The plane is late, and my 37 minute layover in Detroit is evaporating. I am not a happy man.

After much wringing of hands, Delta's little brother ComAir got me to Evansville, wherever that is. It seems to be nothing more than a loose conglomeration of factories and low rise warehouses. What the warehouses are housing and why they are housing it here is beyond me.

We landed after the longest descent and approach in the history of commercial aviation. Why, since we were the ONLY plane in the place we needed to do that, I don't know.

At least this plane had A/C. The first leg was flown without it. Of course on this leg the man sitting next to me had monstrously bad breath. But then the man next to me on the first flight who jammed down his Quiznos didn't have any better air coming out of him. And he snored.

Hard to tell which leg was worse, given I have eaten sausages larger than these airplanes. It was a Canadair Rinky-Poo 2000. I don't know what the 2000 stands for, but I am pretty sure there were that many people in my row alone.

Do you know, the cheap-ass airlines only serve you that ridiculous Dixie cup of pop and then throw the rest away? How is this saving money? No wonder there is a bag tax.

I took a very small bag. Just the one. You should have seen the disappointed looks on behalf of the staff; who, I believe get a perverse pleasure out of screwing passengers in the wallet.

The Internet, rather the credit card reward site through which I booked my rental car did not tell me the rental place was off-airport. No matter, the manager gave me a ride and was happy to talk. And talk. And talk.

She seemed very nice. I predict within a year she'll be smoking through a stoma, but she was kind.

My Nissan Versa is shockingly tired for its 7,000 miles. It creeks and groans like my knees. I shall have fun trying my best to destroy it. I like to induce oversteer in a car with 13" tires it's just so easy.

I only got lost once on the way to the hotel. My key didn't work upon check-in, which is only funny because I have a bit of a history with hotel keys. I could do a 20 minute bit on hotel key stories. I did a blog back in June.
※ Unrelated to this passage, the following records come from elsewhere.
use std::io;
use std::path::{Path, PathBuf};

use anyhow::{anyhow, bail, Context, Result};
use clap::Parser;
use meson_analyze::{
    AnalysisOptions, Diagnostic, DiagnosticLevel, MesonTree, NodeKind, Project,
};
use pathdiff::diff_paths;
use tracing_subscriber::EnvFilter;

#[derive(Parser)]
#[command(
    name = "meson-analyze",
    version,
    about = "Type-check a Meson project without configuring it.",
    long_about = "Load every build file reachable from the project root, infer the types \
                  of all expressions and report what looks wrong."
)]
struct Cli {
    /// Directory holding the root `meson.build`.
    project_dir: PathBuf,

    /// Print the variables bound at the end of the root build file.
    #[arg(long)]
    types: bool,

    /// Emit diagnostics as JSON on stdout.
    #[arg(long)]
    json: bool,

    /// Describe what is at a 1-based position, e.g. `src/meson.build:3:7`.
    #[arg(long, value_name = "FILE:LINE:COL")]
    at: Option<String>,

    /// YAML file with analysis options.
    #[arg(long, value_name = "FILE")]
    config: Option<PathBuf>,

    /// Log filter directive (defaults to `RUST_LOG`, then `warn`).
    #[arg(long, value_name = "LEVEL")]
    log_level: Option<String>,
}

fn main() -> Result<()> {
    let cli = Cli::parse();
    init_logging(cli.log_level.as_deref())?;

    let config = match &cli.config {
        Some(path) => AnalysisOptions::load(path)?,
        None => AnalysisOptions::default(),
    };

    let dir_display = cli.project_dir.display().to_string();
    let mut project = Project::load(&cli.project_dir, config)
        .map_err(|err| anyhow!(meson_support::cli_target_error("load", &dir_display, err)))?;
    project.analyze();

    if cli.json {
        let report = project.metadata().diagnostics_json(project.dir());
        let rendered = serde_json::to_string_pretty(&report)
            .map_err(|err| anyhow!(meson_support::cli_error("json", err)))?;
        println!("{rendered}");
    } else {
        print_all_diagnostics(&project);
    }

    if cli.types {
        print_types(&project);
    }

    if let Some(position) = &cli.at {
        describe_position(&project, position)?;
    }

    let errors = count_errors(&project);
    if errors > 0 {
        bail!("analysis found {errors} error(s)");
    }
    Ok(())
}

fn init_logging(level: Option<&str>) -> Result<()> {
    let filter = match level {
        Some(directive) => EnvFilter::try_new(directive)
            .map_err(|err| anyhow!(meson_support::cli_target_error("log-level", directive, err)))?,
        None => EnvFilter::try_from_default_env().unwrap_or_else(|_| EnvFilter::new("warn")),
    };
    tracing_subscriber::fmt()
        .with_env_filter(filter)
        .with_writer(io::stderr)
        .init();
    Ok(())
}

fn count_errors(project: &Project) -> usize {
    project
        .metadata()
        .files()
        .flat_map(|(_, file)| file.diagnostics.entries())
        .filter(|diagnostic| diagnostic.level == DiagnosticLevel::Error)
        .count()
}

fn display_path(project: &Project, path: &Path) -> String {
    diff_paths(path, project.dir())
        .unwrap_or_else(|| path.to_path_buf())
        .display()
        .to_string()
}

fn print_all_diagnostics(project: &Project) {
    for tree in project.tree().walk() {
        let Some(diagnostics) = project.diagnostics_for(&tree.path) else {
            continue;
        };
        for diagnostic in diagnostics.entries() {
            print_diagnostic(project, tree, diagnostic);
        }
    }
}

fn print_diagnostic(project: &Project, tree: &MesonTree, diagnostic: &Diagnostic) {
    let level = match diagnostic.level {
        DiagnosticLevel::Error => "error",
        DiagnosticLevel::Warning => "warning",
    };
    let location = diagnostic.location;
    eprintln!("{level}: {}", diagnostic.message);
    eprintln!(
        "  --> {}:{}:{}",
        display_path(project, &tree.path),
        location.start_line + 1,
        location.start_column + 1
    );

    let Some(raw_line) = tree.source.line(location.start_line) else {
        return;
    };
    let display_line = raw_line.replace('\t', "    ");
    eprintln!("   | {display_line}");

    let mut caret_line = String::from("   | ");
    for ch in raw_line.chars().take(location.start_column) {
        match ch {
            '\t' => caret_line.push_str("    "),
            _ => caret_line.push(' '),
        }
    }
    let line_length = raw_line.chars().count();
    let highlight_len = if location.end_line == location.start_line {
        location.end_column.saturating_sub(location.start_column)
    } else {
        line_length.saturating_sub(location.start_column)
    };
    caret_line.push_str(&"^".repeat(highlight_len.max(1)));
    eprintln!("{caret_line}");
}

fn print_types(project: &Project) {
    let mut bindings: Vec<_> = project.root_bindings().collect();
    bindings.sort_by(|a, b| a.0.cmp(b.0));
    for (name, types) in bindings {
        println!("{name}: {types}");
    }
}

/// Splits `FILE:LINE:COL`, taking the last two separators so that file
/// names may contain colons.
fn parse_position(position: &str) -> Result<(PathBuf, usize, usize)> {
    let mut parts = position.rsplitn(3, ':');
    let (Some(column), Some(line), Some(file)) = (parts.next(), parts.next(), parts.next()) else {
        bail!(meson_support::cli_target_error("at", position, "expected FILE:LINE:COL"));
    };
    let line: usize = line
        .parse()
        .with_context(|| meson_support::cli_target_error("at", position, "bad line"))?;
    let column: usize = column
        .parse()
        .with_context(|| meson_support::cli_target_error("at", position, "bad column"))?;
    if line == 0 || column == 0 {
        bail!(meson_support::cli_target_error("at", position, "positions are 1-based"));
    }
    Ok((PathBuf::from(file), line - 1, column - 1))
}

fn describe_position(project: &Project, position: &str) -> Result<()> {
    let (file, line, column) = parse_position(position)?;
    if project.find_subtree(&file).is_none() {
        bail!(meson_support::cli_target_error(
            "at",
            &file.display().to_string(),
            "not a build file of this project"
        ));
    }
    let ast = project.ast();

    if let Some(id) = project.find_identifier_at(&file, line, column) {
        let name = ast.identifier_name(id).unwrap_or_default();
        println!("identifier {name}: {}", ast.types(id));
    } else if let Some((_, callee)) = project.find_kwarg_at(&file, line, column) {
        println!("keyword argument of {}", callee.display_name());
    } else if let Some(call) = project.find_method_call_at(&file, line, column) {
        match ast.kind(call) {
            NodeKind::MethodCall { method: Some(method), .. } => {
                println!("method {}: {}", method.id(), ast.types(call));
            }
            _ => println!("unresolved method call: {}", ast.types(call)),
        }
    } else if let Some(inclusion) = project.find_inclusion_at(&file, line, column) {
        match ast.kind(inclusion) {
            NodeKind::SubdirCall { subdir, .. } => println!("subdir {subdir}"),
            NodeKind::MultiSubdirCall { subdirs, .. } => {
                println!("subdir {}", subdirs.join(", "));
            }
            _ => println!("subdir call"),
        }
    } else if let Some(call) = project.find_function_call_at(&file, line, column) {
        let name = match ast.kind(call) {
            NodeKind::FunctionCall { id, .. } => ast.identifier_name(*id).unwrap_or_default(),
            _ => "",
        };
        println!("function {name}: {}", ast.types(call));
    } else if let Some(literal) = project.find_string_literal_at(&file, line, column) {
        println!("string '{}'", ast.string_value(literal).unwrap_or_default());
    } else {
        println!("nothing at {position}");
    }
    Ok(())
}

#[cfg(test)]
mod tests {
    use super::*;

    #[test]
    fn positions_are_converted_to_zero_based() {
        let (file, line, column) = parse_position("src/meson.build:3:7").unwrap();
        assert_eq!(file, PathBuf::from("src/meson.build"));
        assert_eq!((line, column), (2, 6));
    }

    #[test]
    fn malformed_positions_are_rejected() {
        for position in ["meson.build", "meson.build:x:1", "meson.build:0:1"] {
            assert!(parse_position(position).is_err(), "{position}");
        }
    }
}
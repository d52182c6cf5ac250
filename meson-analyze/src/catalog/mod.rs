//! Builtin functions and object methods of the build language.
//!
//! Signatures live in `static` tables and are indexed once into a
//! [`Catalog`] the first time it is requested. Nothing is mutated afterward.

use std::collections::HashMap;
use std::sync::OnceLock;

use crate::types::{ObjectKind, Type, TypeSet};

mod functions;
mod modules;
mod objects;

/// Type as written in a signature table.
#[derive(Debug, Clone, Copy, PartialEq, Eq)]
pub enum Ty {
    Any,
    Bool,
    Int,
    Str,
    Void,
    Disabler,
    List(&'static [Ty]),
    Dict(&'static [Ty]),
    Object(ObjectKind),
}

impl Ty {
    pub fn to_type(self) -> Type {
        match self {
            Ty::Any => Type::Any,
            Ty::Bool => Type::Bool,
            Ty::Int => Type::Int,
            Ty::Str => Type::Str,
            Ty::Void => Type::Void,
            Ty::Disabler => Type::Disabler,
            Ty::List(elements) => Type::List(to_type_set(elements)),
            Ty::Dict(values) => Type::Dict(to_type_set(values)),
            Ty::Object(kind) => Type::Object(kind),
        }
    }
}

pub fn to_type_set(types: &[Ty]) -> TypeSet {
    types.iter().map(|ty| ty.to_type()).collect()
}

pub(crate) const ANY: Ty = Ty::Any;
pub(crate) const BOOL: Ty = Ty::Bool;
pub(crate) const INT: Ty = Ty::Int;
pub(crate) const STR: Ty = Ty::Str;
pub(crate) const VOID: Ty = Ty::Void;

pub(crate) const fn obj(kind: ObjectKind) -> Ty {
    Ty::Object(kind)
}

#[derive(Debug, Clone, Copy, PartialEq, Eq)]
pub enum Argument {
    Positional {
        name: &'static str,
        types: &'static [Ty],
        optional: bool,
        varargs: bool,
    },
    Kwarg {
        name: &'static str,
        types: &'static [Ty],
        optional: bool,
    },
}

impl Argument {
    pub fn name(&self) -> &'static str {
        match self {
            Argument::Positional { name, .. } | Argument::Kwarg { name, .. } => name,
        }
    }

    pub fn types(&self) -> TypeSet {
        match self {
            Argument::Positional { types, .. } | Argument::Kwarg { types, .. } => {
                to_type_set(types)
            }
        }
    }
}

pub(crate) const fn pos(name: &'static str, types: &'static [Ty]) -> Argument {
    Argument::Positional {
        name,
        types,
        optional: false,
        varargs: false,
    }
}

pub(crate) const fn opt(name: &'static str, types: &'static [Ty]) -> Argument {
    Argument::Positional {
        name,
        types,
        optional: true,
        varargs: false,
    }
}

pub(crate) const fn varargs(name: &'static str, types: &'static [Ty]) -> Argument {
    Argument::Positional {
        name,
        types,
        optional: true,
        varargs: true,
    }
}

pub(crate) const fn kw(name: &'static str, types: &'static [Ty]) -> Argument {
    Argument::Kwarg {
        name,
        types,
        optional: true,
    }
}

pub(crate) const fn required(name: &'static str, types: &'static [Ty]) -> Argument {
    Argument::Kwarg {
        name,
        types,
        optional: false,
    }
}

/// Shared behavior of functions and methods.
pub trait Callable {
    fn name(&self) -> &'static str;
    fn args(&self) -> &'static [Argument];
    fn returns(&self) -> &'static [Ty];

    /// Keyword arguments shared with other callables (e.g. every build
    /// target accepts the same set).
    fn shared_kwargs(&self) -> &'static [Argument] {
        &[]
    }

    /// Whether the argument list is known well enough to check calls.
    fn checked(&self) -> bool {
        true
    }

    fn return_types(&self) -> TypeSet {
        to_type_set(self.returns())
    }

    fn positionals(&self) -> Vec<&'static Argument> {
        self.args()
            .iter()
            .filter(|arg| matches!(arg, Argument::Positional { .. }))
            .collect()
    }

    fn min_positional(&self) -> usize {
        self.args()
            .iter()
            .filter(|arg| matches!(arg, Argument::Positional { optional: false, .. }))
            .count()
    }

    /// `None` when a vararg makes the count unbounded.
    fn max_positional(&self) -> Option<usize> {
        let mut count = 0;
        for arg in self.args() {
            match arg {
                Argument::Positional { varargs: true, .. } => return None,
                Argument::Positional { .. } => count += 1,
                Argument::Kwarg { .. } => {}
            }
        }
        Some(count)
    }

    fn has_kwarg(&self, name: &str) -> bool {
        self.args()
            .iter()
            .chain(self.shared_kwargs())
            .any(|arg| matches!(arg, Argument::Kwarg { name: kwarg, .. } if *kwarg == name))
    }

    fn kwarg(&self, name: &str) -> Option<&'static Argument> {
        self.args()
            .iter()
            .chain(self.shared_kwargs())
            .find(|arg| matches!(arg, Argument::Kwarg { name: kwarg, .. } if *kwarg == name))
    }

    fn required_kwargs(&self) -> Vec<&'static str> {
        self.args()
            .iter()
            .chain(self.shared_kwargs())
            .filter_map(|arg| match arg {
                Argument::Kwarg {
                    name,
                    optional: false,
                    ..
                } => Some(*name),
                _ => None,
            })
            .collect()
    }
}

#[derive(Debug, PartialEq, Eq)]
pub struct Function {
    pub name: &'static str,
    pub args: &'static [Argument],
    pub shared_kwargs: &'static [Argument],
    pub returns: &'static [Ty],
    pub checked: bool,
}

impl Callable for Function {
    fn name(&self) -> &'static str {
        self.name
    }

    fn args(&self) -> &'static [Argument] {
        self.args
    }

    fn returns(&self) -> &'static [Ty] {
        self.returns
    }

    fn shared_kwargs(&self) -> &'static [Argument] {
        self.shared_kwargs
    }

    fn checked(&self) -> bool {
        self.checked
    }
}

#[derive(Debug, PartialEq, Eq)]
pub struct Method {
    pub name: &'static str,
    /// Name of the type whose vtable holds this method.
    pub owner: &'static str,
    pub args: &'static [Argument],
    pub shared_kwargs: &'static [Argument],
    pub returns: &'static [Ty],
    pub checked: bool,
}

impl Method {
    /// Human readable `owner.name`.
    pub fn id(&self) -> String {
        format!("{}.{}", self.owner, self.name)
    }

    fn owner_has_parent(&self) -> bool {
        ObjectKind::from_name(self.owner)
            .and_then(ObjectKind::parent)
            .is_some()
    }
}

impl Callable for Method {
    fn name(&self) -> &'static str {
        self.name
    }

    fn args(&self) -> &'static [Argument] {
        self.args
    }

    fn returns(&self) -> &'static [Ty] {
        self.returns
    }

    fn shared_kwargs(&self) -> &'static [Argument] {
        self.shared_kwargs
    }

    fn checked(&self) -> bool {
        self.checked
    }
}

/// The resolved target of a call node.
#[derive(Debug, Clone, Copy, PartialEq, Eq)]
pub enum Callee {
    Function(&'static Function),
    Method(&'static Method),
}

impl Callee {
    pub fn callable(self) -> &'static dyn Callable {
        match self {
            Callee::Function(function) => function,
            Callee::Method(method) => method,
        }
    }

    /// `name` for functions, `owner.name` for methods.
    pub fn display_name(self) -> String {
        match self {
            Callee::Function(function) => function.name.to_string(),
            Callee::Method(method) => method.id(),
        }
    }
}

pub(crate) const fn function(
    name: &'static str,
    args: &'static [Argument],
    returns: &'static [Ty],
) -> Function {
    Function {
        name,
        args,
        shared_kwargs: &[],
        returns,
        checked: true,
    }
}

pub(crate) const fn target_function(
    name: &'static str,
    args: &'static [Argument],
    returns: &'static [Ty],
) -> Function {
    Function {
        name,
        args,
        shared_kwargs: functions::BUILD_TARGET_KWARGS,
        returns,
        checked: true,
    }
}

pub(crate) const fn method(
    owner: &'static str,
    name: &'static str,
    args: &'static [Argument],
    returns: &'static [Ty],
) -> Method {
    Method {
        name,
        owner,
        args,
        shared_kwargs: &[],
        returns,
        checked: true,
    }
}

/// A method whose keyword arguments are too numerous or too version
/// dependent to check calls against.
pub(crate) const fn loose_method(
    owner: &'static str,
    name: &'static str,
    returns: &'static [Ty],
) -> Method {
    Method {
        checked: false,
        ..method(owner, name, &[], returns)
    }
}

/// Indexed view over the static signature tables.
pub struct Catalog {
    functions: HashMap<&'static str, &'static Function>,
    vtables: HashMap<&'static str, Vec<&'static Method>>,
    /// Every method, root owners before owners with a parent.
    search_order: Vec<&'static Method>,
}

static CATALOG: OnceLock<Catalog> = OnceLock::new();

pub fn catalog() -> &'static Catalog {
    CATALOG.get_or_init(Catalog::build)
}

impl Catalog {
    fn build() -> Self {
        let functions = functions::FUNCTIONS
            .iter()
            .map(|function| (function.name, function))
            .collect();

        let all_methods: Vec<&'static Method> = objects::VTABLES
            .iter()
            .chain(modules::VTABLES)
            .flat_map(|table| table.iter())
            .collect();

        let mut vtables: HashMap<&'static str, Vec<&'static Method>> = HashMap::new();
        for method in &all_methods {
            vtables.entry(method.owner).or_default().push(method);
        }

        let (roots, children): (Vec<_>, Vec<_>) = all_methods
            .iter()
            .copied()
            .partition(|method| !method.owner_has_parent());
        let search_order = roots.into_iter().chain(children).collect();

        Self {
            functions,
            vtables,
            search_order,
        }
    }

    pub fn function(&self, name: &str) -> Option<&'static Function> {
        self.functions.get(name).copied()
    }

    pub fn functions(&self) -> impl Iterator<Item = &'static Function> + '_ {
        self.functions.values().copied()
    }

    /// Methods declared directly on the type named `owner`.
    pub fn methods_of(&self, owner: &str) -> &[&'static Method] {
        self.vtables.get(owner).map(Vec::as_slice).unwrap_or(&[])
    }

    /// Any method named `name`, preferring owners without a parent object.
    pub fn any_method(&self, name: &str) -> Option<&'static Method> {
        self.search_order
            .iter()
            .copied()
            .find(|method| method.name == name)
    }

    /// Method `name` as seen on a value of type `ty`, following the
    /// object's parent chain.
    pub fn method_of(&self, ty: &Type, name: &str) -> Option<&'static Method> {
        let find_in = |owner: &str| {
            self.methods_of(owner)
                .iter()
                .copied()
                .find(|method| method.name == name)
        };
        match ty {
            Type::Object(kind) => kind.lineage().find_map(|kind| find_in(kind.name())),
            Type::Any | Type::Void | Type::Disabler => None,
            other => find_in(other.name()),
        }
    }
}

pub fn lookup_function(name: &str) -> Option<&'static Function> {
    catalog().function(name)
}

pub fn lookup_method(name: &str) -> Option<&'static Method> {
    catalog().any_method(name)
}

pub fn get_method(ty: &Type, name: &str) -> Option<&'static Method> {
    catalog().method_of(ty, name)
}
You can read it, here.

The hotel I blessedly non-smoking, smoking, so I have a fighting chance of living through the night.

Hunger pervades me, so I am off to forage in this strange land. I will talk more later about a store name Schnuck's which where I come from is not a nice thing to call someone.

The Last Minute

Among the things I dislike, and there are a lot of things I dislike I want you to know, is waiting to the last minute, or things that come up in the last minute. The last minute always puckers my ass a little. You know what I like to be doing at the last minute? Watching other people who waited until the last minute, smug in my refinement, knowing I am better than they are. Not just better at something, better than them.

This is not my finest quality. But this blog is a window to my greasy black soul, so you get to see all of it. It's my gift to you.

Back to the last minute. I learned late on Tuesday that I needed to be in Evansville, Indiana on Friday at 9:00 am. No sweat, I'll just look into my mind's eye and its commanding knowledge of mid western geography and take a look for Evansville.

Hmmm, not by South Bend, Gary, Ft. Wayne, or even Indy. To the map!

First of all, when you type in Evansville, Indiana, it brings up a dialogue box that asks if your sure. Then another. Then finally it says something to the effect of why go there... there's nothing to see... etc.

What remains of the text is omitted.